Court of Appeals of Tennessee. at Knoxville
Jan 29, 2003
No. E2002-02020-COA-R3-CV (Tenn. Ct. App. Jan. 29, 2003)

Opinion

No. E2002-02020-COA-R3-CV.

Filed January 29, 2003.

Direct Appeal from the Circuit Court for Johnson County; No. 2257; Hon. Thomas J. Seeley, Jr., Circuit Judge

Affirmed.

J.D. Hickman, Mountain City, Tennessee, pro se..

Paul G. Summers, Attorney General and Reporter, and Martha A. Campbell, Senior Counsel, Nashville, Tennessee, for Appellee.

Herschel Pickens Franks, J., delivered the opinion of the court, in which Charles D. Susano, Jr., J., and D. Michael Swiney, J., joined.


OPINION


Plaintiff charged a Trial Judge with violating Plaintiff's civil rights by assessing him with court costs in another case. The Trial Judge dismissed the action. We Affirm.

Plaintiff, an inmate acting pro se brought this action against defendant, a Judge, because the Judge had assessed court costs against plaintiff in a proceeding involving another prisoner. The other prisoner's habeas corpus petition was dismissed, and defendant Judge found that plaintiff had engaged in the unauthorized practice of law in assisting the other prisoner as a basis to tax costs in that proceeding against plaintiff. Plaintiff, on appeal to the Court of Criminal Appeals, obtained a reversal of defendant's Judgment for costs, because under the statute, costs could only be taxed to one of the parties.

Plaintiff at one time was licensed to practice law. See Hickman v. Tennessee Bd. Of Paroles, 78 S.W.3d 285 (Tenn.Ct.App. 2001).

Plaintiff in this action, alleged that his civil rights had been violated by the defendant Judge, and sought compensatory and punitive damages. Defendant's Motion to Dismiss, claiming judicial immunity, was sustained, and this appeal ensued.

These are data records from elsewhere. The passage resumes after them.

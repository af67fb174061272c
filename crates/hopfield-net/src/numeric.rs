//! Numeric bound for weights, biases and energies.

use std::fmt::Debug;
use std::ops::{Add, AddAssign, Mul, Neg, Sub};

/// Scalar type usable as a connection weight or node bias.
///
/// Blanket-implemented for every type with the required arithmetic, which
/// covers `i32`, `i64`, `f32` and `f64`. `Default::default()` is taken as
/// zero. Energy sums never divide, so integer weights give exact energies.
///
/// # Panics
///
/// Energies are accumulated with the type's own `+=`. For integer types a
/// sum that leaves the type's range panics in debug builds and wraps in
/// release builds. An energy can reach `n(n-1)/2 · max|w| + n · max|b|`,
/// so prefer `i64` over `i32` for large networks or large weights.
pub trait Weight:
    Copy
    + Default
    + PartialEq
    + Debug
    + Add<Output = Self>
    + AddAssign
    + Sub<Output = Self>
    + Mul<Output = Self>
    + Neg<Output = Self>
{
    /// The additive identity.
    #[inline]
    fn zero() -> Self {
        Self::default()
    }

    /// Whether this value equals zero.
    #[inline]
    fn is_zero(&self) -> bool {
        *self == Self::default()
    }
}

impl<T> Weight for T where
    T: Copy
        + Default
        + PartialEq
        + Debug
        + Add<Output = T>
        + AddAssign
        + Sub<Output = T>
        + Mul<Output = T>
        + Neg<Output = T>
{
}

The doctrine of judicial immunity has long been recognized in this State. See Heath v. Cornelius, 511 S.W.2d 683 (Tenn. 1974); Webb v. Fisher, 109 Tenn. 701, 72 S.W. 110 (1902). As our Supreme Court explained in Heath:

The rule is that a civil action for damages will not lie against a judge of a court of general jurisdiction for his judicial acts if such acts were committed within the jurisdiction of his court. If done within his jurisdiction neither the correctness of nor motive behind the acts affects the immunity.

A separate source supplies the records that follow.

//! # Hopfield Net
//!
//! State container and energy arithmetic for binary Hopfield networks.
//!
//! A network has a fixed number of boolean nodes, a symmetric weight
//! matrix with a zero diagonal and one bias per node. From these it
//! computes:
//!
//! - the **energy gap** of a node: the bias of that node plus the weights
//!   of all its active neighbours. A positive gap means switching the node
//!   on lowers the total energy.
//! - the **total energy** `E = -Σ_{i<j} w_ij s_i s_j - Σ_i b_i s_i`.
//!
//! Weights and biases are generic over [`Weight`], so integer networks get
//! exact energies and real-valued networks work the same way.
//!
//! ## Example
//!
//! ```rust
//! use hopfield_net::HopfieldNet;
//!
//! let mut net = HopfieldNet::<i32>::new(3);
//! net.set_weight(0, 1, 3).unwrap();
//! net.set_weight(0, 2, -1).unwrap();
//! net.set_nodes(&[false, true, false]).unwrap();
//!
//! assert_eq!(net.get_node_energy_gap(0).unwrap(), 3);
//!
//! net.nodes_mut()[0] = true;
//! assert_eq!(net.get_total_energy(), -3);
//! ```
//!
//! ## Configuration
//!
//! Networks can be described declaratively with [`NetworkConfig`] and
//! loaded from JSON:
//!
//! ```rust
//! use hopfield_net::{HopfieldNet, NetworkConfig};
//!
//! let config = NetworkConfig::<f64>::from_json(
//!     r#"{ "num_nodes": 2, "weights": [{ "from": 0, "to": 1, "weight": 2.0 }] }"#,
//! )
//! .unwrap();
//! let net = HopfieldNet::from_config(&config).unwrap();
//! assert_eq!(net.get_weight(1, 0).unwrap(), 2.0);
//! ```

pub mod config;
pub mod error;
pub mod network;
pub mod nodes;
pub mod numeric;
pub mod weights;

pub use config::{BiasConfig, EdgeConfig, NetworkConfig};
pub use error::HopfieldError;
pub use network::{HopfieldNet, MAX_NODES};
pub use nodes::NodeStates;
pub use numeric::Weight;
pub use weights::SymmetricWeights;

pub type Result<T> = std::result::Result<T, HopfieldError>;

511 S.W.2d 683, 684. The Opinion quoted with approval from Bradley v. Fisher, 80 U.S. 335 (1872):

. . . (J)udges of courts of superior or general jurisdiction are not liable to civil actions for their judicial acts, even when such acts are in excess of their jurisdiction, and are alleged to have been done maliciously or corruptly. A distinction must be here observed between excess of jurisdiction and the clear absence of all jurisdiction over the subject-matter. Where there is clearly no jurisdiction over . . . the subject-matter, any authority exercised is a usurped authority, and for the exercise of such authority, when the want of jurisdiction is known to the judge, no excuse is permissible. But where jurisdiction over the subject-matter is invested by law in the judge, or in the court which he holds, the manner and extent in which the jurisdiction shall be exercised are generally as much questions for his determination as any other questions involved in the case, although upon the correctness of his determination in these particulars the validity of his judgments may depend.

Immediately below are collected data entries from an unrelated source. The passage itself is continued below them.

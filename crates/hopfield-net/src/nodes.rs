//! Fixed-length binary node state vector.

use std::ops::{Index, IndexMut};

use crate::error::{check_index, HopfieldError};

/// Activation state of every node in a network.
///
/// The length is fixed at construction. Single nodes can be read and
/// written through indexing or the checked [`get`](Self::get) /
/// [`set`](Self::set) accessors; the whole vector is only ever replaced by
/// [`replace`](Self::replace), which rejects a slice of the wrong length
/// before writing anything.
///
/// # Examples
///
/// ```rust
/// use hopfield_net::NodeStates;
///
/// let mut nodes = NodeStates::new(3);
/// nodes[1] = true;
/// assert!(nodes[1]);
/// assert_eq!(nodes.count_active(), 1);
/// assert!(nodes.replace(&[true, false]).is_err());
/// ```
#[derive(Debug, Clone, PartialEq, Eq)]
pub struct NodeStates {
    states: Vec<bool>,
}

impl NodeStates {
    /// All-`false` state vector of length `len`.
    pub fn new(len: usize) -> Self {
        Self {
            states: vec![false; len],
        }
    }

    /// Fallible counterpart of [`new`](Self::new).
    ///
    /// # Errors
    ///
    /// Returns [`HopfieldError::TooLarge`] if `len` states cannot be
    /// allocated.
    pub fn try_new(len: usize) -> Result<Self, HopfieldError> {
        let mut states = Vec::new();
        states
            .try_reserve_exact(len)
            .map_err(|_| HopfieldError::TooLarge { num_nodes: len })?;
        states.resize(len, false);
        Ok(Self { states })
    }

    /// Number of nodes.
    #[inline]
    pub fn len(&self) -> usize {
        self.states.len()
    }

    /// Whether there are no nodes.
    #[inline]
    pub fn is_empty(&self) -> bool {
        self.states.is_empty()
    }

    /// State of node `index`.
    pub fn get(&self, index: usize) -> Result<bool, HopfieldError> {
        check_index(index, self.len())?;
        Ok(self.states[index])
    }

    /// Set the state of node `index`.
    pub fn set(&mut self, index: usize, value: bool) -> Result<(), HopfieldError> {
        check_index(index, self.len())?;
        self.states[index] = value;
        Ok(())
    }

    /// Overwrite every state with `values`.
    ///
    /// # Errors
    ///
    /// Returns [`HopfieldError::LengthMismatch`] if `values.len()` differs
    /// from [`len`](Self::len); nothing is written in that case.
    pub fn replace(&mut self, values: &[bool]) -> Result<(), HopfieldError> {
        if values.len() != self.len() {
            return Err(HopfieldError::LengthMismatch {
                expected: self.len(),
                actual: values.len(),
            });
        }
        self.states.copy_from_slice(values);
        Ok(())
    }

    /// Iterate over node states in index order.
    pub fn iter(&self) -> std::iter::Copied<std::slice::Iter<'_, bool>> {
        self.states.iter().copied()
    }

    /// Borrow the states as a slice.
    #[inline]
    pub fn as_slice(&self) -> &[bool] {
        &self.states
    }

    /// Number of nodes currently `true`.
    pub fn count_active(&self) -> usize {
        self.states.iter().filter(|&&s| s).count()
    }
}

impl Index<usize> for NodeStates {
    type Output = bool;

    fn index(&self, index: usize) -> &bool {
        &self.states[index]
    }
}

impl IndexMut<usize> for NodeStates {
    fn index_mut(&mut self, index: usize) -> &mut bool {
        &mut self.states[index]
    }
}

impl<'a> IntoIterator for &'a NodeStates {
    type Item = bool;
    type IntoIter = std::iter::Copied<std::slice::Iter<'a, bool>>;

    fn into_iter(self) -> Self::IntoIter {
        self.iter()
    }
}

Id. at 684-685. Also see, Harris v. Witt, 552 S.W.2d 85 (Tenn. 1977); Cashion v. State, 1999 Tenn. App. LEXIS 623 (Tenn.Ct.App. Sept. 17, 1999); Slate v. State, 1999 Tenn. App. LEXIS 811 (Tenn.Ct.App. Dec. 10, 1999). Moreover, this Court has held that judicial immunity applies even when the plaintiff alleges a violation of his or her constitutional rights, based upon U.S. Supreme Court authority. Slate, at p. 2; see also Pierson v. Ray, 386 U.S. 547, 87 S.Ct. 1213 (1967).

The issue before us is whether the defendant was acting in a "judicial" capacity, and whether he had jurisdiction to act. See Mireles v. Waco, 502 U.S. 9, 112 S.Ct. 286 (1991); Stump v. Sparkman, 435 U.S. 349, 98 S.Ct. 1099 (1978) ; see also Heath, Cashion and Slate.

A "judicial" act has been defined as one normally performed only by a judge (as opposed to administrative or other functions which a judge might incidentally perform, but which could just as well be performed by someone else). Forrester v. White, 484 U.S. 219, 108 S.Ct. 538 (1988); Stump v. Sparkman, 435 U.S. 349, 98 S.Ct. 1099 (1978). An act is within a judge's jurisdiction if the subject matter is within the scope of his or her jurisdiction, and the scope of the judge's jurisdiction is to be construed broadly in questions of judicial immunity, and immunity will not be removed unless there is a "clear absence of all jurisdiction". Id.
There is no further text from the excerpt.